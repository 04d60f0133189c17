//! Accept loop that hands every connection its own unlock session.

use crate::completion::CompletionSignal;
use crate::error::UnlockResult;
use crate::provider::VolumeProvider;
use crate::session::{Terminal, UnlockSession};
use crate::transport::{Connection, Listener};
use log::{debug, info, warn};
use std::sync::Arc;
use tokio::io::AsyncWriteExt;
use tokio_util::sync::CancellationToken;

const NO_PTY: &[u8] = b"No PTY requested.\n";

/// Runs unlock sessions for incoming connections until closed.
pub struct SessionServer<P: ?Sized> {
    provider: Arc<P>,
    completion: Arc<CompletionSignal>,
    closed: CancellationToken,
}

impl<P> SessionServer<P>
where
    P: VolumeProvider + ?Sized + 'static,
{
    pub fn new(provider: Arc<P>, completion: Arc<CompletionSignal>) -> Self {
        Self {
            provider,
            completion,
            closed: CancellationToken::new(),
        }
    }

    /// Accept connections until [`SessionServer::close`] is called or the
    /// listener reports a clean close. Accept errors are returned.
    ///
    /// Sessions already running are left alone when the server stops; they
    /// end on their next read or write once the transport goes away.
    pub async fn serve<L: Listener>(&self, mut listener: L) -> UnlockResult<()> {
        loop {
            let accepted = tokio::select! {
                _ = self.closed.cancelled() => {
                    info!("session server closed");
                    return Ok(());
                }
                accepted = listener.accept() => accepted?,
            };

            let Some(conn) = accepted else {
                info!("listener closed");
                return Ok(());
            };

            info!("accepted session from {}", conn.peer);
            let provider = Arc::clone(&self.provider);
            let completion = Arc::clone(&self.completion);
            tokio::spawn(handle_connection(provider, completion, conn));
        }
    }

    /// Stop accepting; wakes a pending `serve` immediately.
    pub fn close(&self) {
        self.closed.cancel();
    }

    pub fn is_closed(&self) -> bool {
        self.closed.is_cancelled()
    }
}

/// Run one connection to completion and report its exit status.
async fn handle_connection<P>(provider: Arc<P>, completion: Arc<CompletionSignal>, conn: Connection)
where
    P: VolumeProvider + ?Sized + 'static,
{
    let (peer, pty, mut stream, exit) = conn.into_parts();

    let Some(pty) = pty else {
        warn!("rejecting session from {peer}: no pty requested");
        if let Err(err) = stream.write_all(NO_PTY).await {
            debug!("could not notify {peer}: {err}");
        }
        let _ = stream.shutdown().await;
        drop(stream);
        exit.report(1);
        return;
    };

    let session = UnlockSession::new(provider, completion, Terminal::new(stream, pty), peer.clone());
    let code = match session.run().await {
        Ok(end) => end.exit_code(),
        Err(err) => {
            debug!("session from {peer} lost its connection: {err}");
            1
        }
    };
    exit.report(code);
}

#[cfg(test)]
mod tests {
    use super::*;
    use crate::error::UnlockError;
    use crate::transport::{ChannelListener, PtyRequest, PtySize};
    use crate::unlock::tests::MockProvider;
    use std::time::Duration;
    use tokio::io::{duplex, AsyncReadExt};
    use tokio::time::timeout;

    fn server(volumes: &[(&str, &str)]) -> Arc<SessionServer<MockProvider>> {
        Arc::new(SessionServer::new(
            Arc::new(MockProvider::new(volumes)),
            Arc::new(CompletionSignal::new()),
        ))
    }

    #[tokio::test]
    async fn rejects_connections_without_pty() {
        let server = server(&[("tank/a", "pw")]);
        let (tx, listener) = ChannelListener::new(4);
        let serve = tokio::spawn({
            let server = server.clone();
            async move { server.serve(listener).await }
        });

        let (local, mut remote) = duplex(1024);
        let (conn, exit) = Connection::new("10.0.0.2:5555", None, local);
        tx.send(Ok(conn)).await.unwrap();

        let code = timeout(Duration::from_secs(5), exit).await.unwrap().unwrap();
        assert_eq!(code, 1);
        let mut text = String::new();
        remote.read_to_string(&mut text).await.unwrap();
        assert_eq!(text, "No PTY requested.\n");

        server.close();
        serve.await.unwrap().unwrap();
    }

    #[tokio::test]
    async fn pty_sessions_report_exit_status() {
        let server = server(&[]);
        let (tx, listener) = ChannelListener::new(4);
        let serve = tokio::spawn({
            let server = server.clone();
            async move { server.serve(listener).await }
        });

        let (local, mut remote) = duplex(1024);
        let pty = PtyRequest {
            size: PtySize {
                width: 80,
                height: 24,
            },
            resizes: None,
        };
        let (conn, exit) = Connection::new("10.0.0.3:5555", Some(pty), local);
        tx.send(Ok(conn)).await.unwrap();

        let code = timeout(Duration::from_secs(5), exit).await.unwrap().unwrap();
        assert_eq!(code, 0);
        let mut text = String::new();
        remote.read_to_string(&mut text).await.unwrap();
        assert!(text.contains("All volumes are unlocked."));
        assert!(server.completion.is_fired());

        drop(tx);
        serve.await.unwrap().unwrap();
    }

    #[tokio::test]
    async fn close_unblocks_pending_accept() {
        let server = server(&[("tank/a", "pw")]);
        let (_tx, listener) = ChannelListener::new(1);
        let serve = tokio::spawn({
            let server = server.clone();
            async move { server.serve(listener).await }
        });

        tokio::task::yield_now().await;
        server.close();
        assert!(server.is_closed());
        timeout(Duration::from_secs(5), serve)
            .await
            .expect("serve should stop after close")
            .unwrap()
            .unwrap();
    }

    #[tokio::test]
    async fn accept_errors_are_returned() {
        let server = server(&[]);
        let (tx, listener) = ChannelListener::new(1);
        tx.send(Err(UnlockError::Transport("accept failed".into())))
            .await
            .unwrap();

        let err = server.serve(listener).await.unwrap_err();
        assert!(matches!(err, UnlockError::Transport(_)));
    }
}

==*==

With every line intact, print the records above again.

repository 04d60f0133189c17
//! Accept loop that hands every connection its own unlock session.

use crate::completion::CompletionSignal;
use crate::error::UnlockResult;
use crate::provider::VolumeProvider;
use crate::session::{Terminal, UnlockSession};
use crate::transport::{Connection, Listener};
use log::{debug, info, warn};
use std::sync::Arc;
use tokio::io::AsyncWriteExt;
use tokio_util::sync::CancellationToken;

const NO_PTY: &[u8] = b"No PTY requested.\n";

/// Runs unlock sessions for incoming connections until closed.
pub struct SessionServer<P: ?Sized> {
    provider: Arc<P>,
    completion: Arc<CompletionSignal>,
    closed: CancellationToken,
}

impl<P> SessionServer<P>
where
    P: VolumeProvider + ?Sized + 'static,
{
    pub fn new(provider: Arc<P>, completion: Arc<CompletionSignal>) -> Self {
        Self {
            provider,
            completion,
            closed: CancellationToken::new(),
        }
    }

    /// Accept connections until [`SessionServer::close`] is called or the
    /// listener reports a clean close. Accept errors are returned.
    ///
    /// Sessions already running are left alone when the server stops; they
    /// end on their next read or write once the transport goes away.
    pub async fn serve<L: Listener>(&self, mut listener: L) -> UnlockResult<()> {
        loop {
            let accepted = tokio::select! {
                _ = self.closed.cancelled() => {
                    info!("session server closed");
                    return Ok(());
                }
                accepted = listener.accept() => accepted?,
            };

            let Some(conn) = accepted else {
                info!("listener closed");
                return Ok(());
            };

            info!("accepted session from {}", conn.peer);
            let provider = Arc::clone(&self.provider);
            let completion = Arc::clone(&self.completion);
            tokio::spawn(handle_connection(provider, completion, conn));
        }
    }

    /// Stop accepting; wakes a pending `serve` immediately.
    pub fn close(&self) {
        self.closed.cancel();
    }

    pub fn is_closed(&self) -> bool {
        self.closed.is_cancelled()
    }
}

/// Run one connection to completion and report its exit status.
async fn handle_connection<P>(provider: Arc<P>, completion: Arc<CompletionSignal>, conn: Connection)
where
    P: VolumeProvider + ?Sized + 'static,
{
    let (peer, pty, mut stream, exit) = conn.into_parts();

    let Some(pty) = pty else {
        warn!("rejecting session from {peer}: no pty requested");
        if let Err(err) = stream.write_all(NO_PTY).await {
            debug!("could not notify {peer}: {err}");
        }
        let _ = stream.shutdown().await;
        drop(stream);
        exit.report(1);
        return;
    };

    let session = UnlockSession::new(provider, completion, Terminal::new(stream, pty), peer.clone());
    let code = match session.run().await {
        Ok(end) => end.exit_code(),
        Err(err) => {
            debug!("session from {peer} lost its connection: {err}");
            1
        }
    };
    exit.report(code);
}

#[cfg(test)]
mod tests {
    use super::*;
    use crate::error::UnlockError;
    use crate::transport::{ChannelListener, PtyRequest, PtySize};
    use crate::unlock::tests::MockProvider;
    use std::time::Duration;
    use tokio::io::{duplex, AsyncReadExt};
    use tokio::time::timeout;

    fn server(volumes: &[(&str, &str)]) -> Arc<SessionServer<MockProvider>> {
        Arc::new(SessionServer::new(
            Arc::new(MockProvider::new(volumes)),
            Arc::new(CompletionSignal::new()),
        ))
    }

    #[tokio::test]
    async fn rejects_connections_without_pty() {
        let server = server(&[("tank/a", "pw")]);
        let (tx, listener) = ChannelListener::new(4);
        let serve = tokio::spawn({
            let server = server.clone();
            async move { server.serve(listener).await }
        });

        let (local, mut remote) = duplex(1024);
        let (conn, exit) = Connection::new("10.0.0.2:5555", None, local);
        tx.send(Ok(conn)).await.unwrap();

        let code = timeout(Duration::from_secs(5), exit).await.unwrap().unwrap();
        assert_eq!(code, 1);
        let mut text = String::new();
        remote.read_to_string(&mut text).await.unwrap();
        assert_eq!(text, "No PTY requested.\n");

        server.close();
        serve.await.unwrap().unwrap();
    }

    #[tokio::test]
    async fn pty_sessions_report_exit_status() {
        let server = server(&[]);
        let (tx, listener) = ChannelListener::new(4);
        let serve = tokio::spawn({
            let server = server.clone();
            async move { server.serve(listener).await }
        });

        let (local, mut remote) = duplex(1024);
        let pty = PtyRequest {
            size: PtySize {
                width: 80,
                height: 24,
            },
            resizes: None,
        };
        let (conn, exit) = Connection::new("10.0.0.3:5555", Some(pty), local);
        tx.send(Ok(conn)).await.unwrap();

        let code = timeout(Duration::from_secs(5), exit).await.unwrap().unwrap();
        assert_eq!(code, 0);
        let mut text = String::new();
        remote.read_to_string(&mut text).await.unwrap();
        assert!(text.contains("All volumes are unlocked."));
        assert!(server.completion.is_fired());

        drop(tx);
        serve.await.unwrap().unwrap();
    }

    #[tokio::test]
    async fn close_unblocks_pending_accept() {
        let server = server(&[("tank/a", "pw")]);
        let (_tx, listener) = ChannelListener::new(1);
        let serve = tokio::spawn({
            let server = server.clone();
            async move { server.serve(listener).await }
        });

        tokio::task::yield_now().await;
        server.close();
        assert!(server.is_closed());
        timeout(Duration::from_secs(5), serve)
            .await
            .expect("serve should stop after close")
            .unwrap()
            .unwrap();
    }

    #[tokio::test]
    async fn accept_errors_are_returned() {
        let server = server(&[]);
        let (tx, listener) = ChannelListener::new(1);
        tx.send(Err(UnlockError::Transport("accept failed".into())))
            .await
            .unwrap();

        let err = server.serve(listener).await.unwrap_err();
        assert!(matches!(err, UnlockError::Transport(_)));
    }
}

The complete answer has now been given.